■ **Description of the task**
Your answer must be every line of the data that contains "SafeInfo".

(Stored items)
⁂

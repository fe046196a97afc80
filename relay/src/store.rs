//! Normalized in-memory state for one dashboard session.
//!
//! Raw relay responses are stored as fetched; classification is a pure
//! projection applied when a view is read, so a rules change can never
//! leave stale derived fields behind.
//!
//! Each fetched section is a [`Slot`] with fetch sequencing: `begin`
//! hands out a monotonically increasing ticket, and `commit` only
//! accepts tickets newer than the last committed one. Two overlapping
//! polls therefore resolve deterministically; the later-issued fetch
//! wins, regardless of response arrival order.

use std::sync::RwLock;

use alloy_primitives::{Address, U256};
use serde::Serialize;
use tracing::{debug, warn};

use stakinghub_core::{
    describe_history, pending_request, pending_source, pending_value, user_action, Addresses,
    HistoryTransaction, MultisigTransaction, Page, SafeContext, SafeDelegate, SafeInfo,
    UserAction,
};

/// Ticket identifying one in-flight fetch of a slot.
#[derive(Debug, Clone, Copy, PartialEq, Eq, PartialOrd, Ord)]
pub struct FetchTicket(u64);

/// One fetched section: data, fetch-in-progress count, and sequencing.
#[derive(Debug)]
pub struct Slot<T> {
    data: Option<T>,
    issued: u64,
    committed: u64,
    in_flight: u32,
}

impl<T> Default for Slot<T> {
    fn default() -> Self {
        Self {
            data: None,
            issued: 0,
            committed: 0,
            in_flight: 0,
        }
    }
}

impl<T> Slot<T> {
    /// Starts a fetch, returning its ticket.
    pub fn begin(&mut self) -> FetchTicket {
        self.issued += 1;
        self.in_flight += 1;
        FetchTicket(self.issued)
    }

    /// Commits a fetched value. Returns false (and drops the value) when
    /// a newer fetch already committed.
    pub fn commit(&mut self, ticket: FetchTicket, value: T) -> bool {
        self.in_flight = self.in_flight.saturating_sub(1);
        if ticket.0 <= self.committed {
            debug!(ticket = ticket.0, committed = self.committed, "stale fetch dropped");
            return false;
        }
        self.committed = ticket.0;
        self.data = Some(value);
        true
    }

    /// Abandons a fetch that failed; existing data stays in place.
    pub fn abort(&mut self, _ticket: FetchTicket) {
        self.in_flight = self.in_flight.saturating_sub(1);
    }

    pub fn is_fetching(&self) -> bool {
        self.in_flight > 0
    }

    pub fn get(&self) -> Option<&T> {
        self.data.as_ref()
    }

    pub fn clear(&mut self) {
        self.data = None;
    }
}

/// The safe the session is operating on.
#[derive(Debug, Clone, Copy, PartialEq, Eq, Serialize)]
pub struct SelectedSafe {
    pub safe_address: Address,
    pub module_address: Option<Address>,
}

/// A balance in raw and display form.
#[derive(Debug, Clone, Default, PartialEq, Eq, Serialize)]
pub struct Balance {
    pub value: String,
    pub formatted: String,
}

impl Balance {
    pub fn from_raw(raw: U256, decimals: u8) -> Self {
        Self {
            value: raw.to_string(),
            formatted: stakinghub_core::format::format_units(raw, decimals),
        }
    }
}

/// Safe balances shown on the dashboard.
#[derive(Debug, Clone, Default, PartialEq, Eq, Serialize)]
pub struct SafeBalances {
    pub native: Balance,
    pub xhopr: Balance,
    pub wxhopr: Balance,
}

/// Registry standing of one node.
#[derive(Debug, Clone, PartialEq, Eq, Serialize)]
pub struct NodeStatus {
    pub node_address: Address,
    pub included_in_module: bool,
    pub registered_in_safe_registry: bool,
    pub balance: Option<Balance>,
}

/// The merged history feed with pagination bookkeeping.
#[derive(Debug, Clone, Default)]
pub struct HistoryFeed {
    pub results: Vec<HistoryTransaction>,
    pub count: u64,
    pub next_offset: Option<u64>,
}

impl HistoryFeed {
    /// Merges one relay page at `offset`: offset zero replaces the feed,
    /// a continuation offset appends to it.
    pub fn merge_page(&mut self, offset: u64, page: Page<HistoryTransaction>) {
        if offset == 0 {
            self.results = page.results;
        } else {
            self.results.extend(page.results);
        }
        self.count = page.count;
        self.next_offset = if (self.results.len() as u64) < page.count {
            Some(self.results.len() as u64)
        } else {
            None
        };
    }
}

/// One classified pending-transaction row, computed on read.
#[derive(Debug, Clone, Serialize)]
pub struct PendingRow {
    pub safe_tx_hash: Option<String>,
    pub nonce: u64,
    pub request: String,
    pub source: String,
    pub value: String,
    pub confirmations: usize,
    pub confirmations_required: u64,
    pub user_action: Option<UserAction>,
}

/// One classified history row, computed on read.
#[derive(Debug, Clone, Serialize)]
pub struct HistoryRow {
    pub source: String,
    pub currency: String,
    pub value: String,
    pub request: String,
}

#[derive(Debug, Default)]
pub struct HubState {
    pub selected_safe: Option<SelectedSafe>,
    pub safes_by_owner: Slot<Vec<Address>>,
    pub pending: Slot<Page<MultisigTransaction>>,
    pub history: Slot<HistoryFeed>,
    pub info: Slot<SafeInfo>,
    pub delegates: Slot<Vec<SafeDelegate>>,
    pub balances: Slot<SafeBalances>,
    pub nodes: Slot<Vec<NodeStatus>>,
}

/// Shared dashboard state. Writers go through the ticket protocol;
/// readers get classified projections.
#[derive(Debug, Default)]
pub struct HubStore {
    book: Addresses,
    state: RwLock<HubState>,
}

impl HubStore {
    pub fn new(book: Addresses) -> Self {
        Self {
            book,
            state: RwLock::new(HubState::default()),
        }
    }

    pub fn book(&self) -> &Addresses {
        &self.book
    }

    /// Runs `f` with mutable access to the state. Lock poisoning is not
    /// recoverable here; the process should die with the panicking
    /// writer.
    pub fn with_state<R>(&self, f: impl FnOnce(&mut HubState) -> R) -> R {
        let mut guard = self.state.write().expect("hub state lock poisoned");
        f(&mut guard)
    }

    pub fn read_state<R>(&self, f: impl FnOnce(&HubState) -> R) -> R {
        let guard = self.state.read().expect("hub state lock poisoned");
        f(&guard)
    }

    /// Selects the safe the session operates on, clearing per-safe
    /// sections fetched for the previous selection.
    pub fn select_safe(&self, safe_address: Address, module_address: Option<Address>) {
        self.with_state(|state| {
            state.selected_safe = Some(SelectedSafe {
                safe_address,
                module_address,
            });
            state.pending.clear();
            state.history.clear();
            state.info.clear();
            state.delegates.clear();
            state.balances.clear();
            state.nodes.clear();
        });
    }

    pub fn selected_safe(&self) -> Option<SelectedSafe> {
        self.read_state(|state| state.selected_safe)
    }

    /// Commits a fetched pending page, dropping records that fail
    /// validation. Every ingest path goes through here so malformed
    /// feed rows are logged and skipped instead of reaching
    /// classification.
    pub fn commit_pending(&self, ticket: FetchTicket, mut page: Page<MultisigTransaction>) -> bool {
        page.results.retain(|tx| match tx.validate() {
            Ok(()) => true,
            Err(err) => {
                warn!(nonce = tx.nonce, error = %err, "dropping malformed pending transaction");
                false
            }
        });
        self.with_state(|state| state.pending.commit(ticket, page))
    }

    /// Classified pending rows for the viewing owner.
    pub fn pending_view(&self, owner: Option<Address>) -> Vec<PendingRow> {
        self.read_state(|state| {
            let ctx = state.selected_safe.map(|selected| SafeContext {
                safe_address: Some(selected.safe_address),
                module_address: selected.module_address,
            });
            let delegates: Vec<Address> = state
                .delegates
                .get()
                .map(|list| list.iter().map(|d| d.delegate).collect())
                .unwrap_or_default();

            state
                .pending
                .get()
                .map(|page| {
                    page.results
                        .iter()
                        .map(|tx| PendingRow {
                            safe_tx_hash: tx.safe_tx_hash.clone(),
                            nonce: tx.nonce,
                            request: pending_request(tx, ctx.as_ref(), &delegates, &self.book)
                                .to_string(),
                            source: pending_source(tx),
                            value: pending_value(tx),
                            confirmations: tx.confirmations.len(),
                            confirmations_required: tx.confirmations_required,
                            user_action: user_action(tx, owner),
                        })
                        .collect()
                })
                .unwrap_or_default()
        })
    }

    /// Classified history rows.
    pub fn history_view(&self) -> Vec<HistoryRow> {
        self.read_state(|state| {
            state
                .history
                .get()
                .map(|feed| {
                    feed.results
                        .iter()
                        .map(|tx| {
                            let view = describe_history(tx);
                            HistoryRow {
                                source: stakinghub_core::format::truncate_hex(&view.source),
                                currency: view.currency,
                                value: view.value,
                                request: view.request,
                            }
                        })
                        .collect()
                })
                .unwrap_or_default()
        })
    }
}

⁂

■ **Response below**
    HistoryTransaction, MultisigTransaction, Page, SafeContext, SafeDelegate, SafeInfo,
    pub info: Slot<SafeInfo>,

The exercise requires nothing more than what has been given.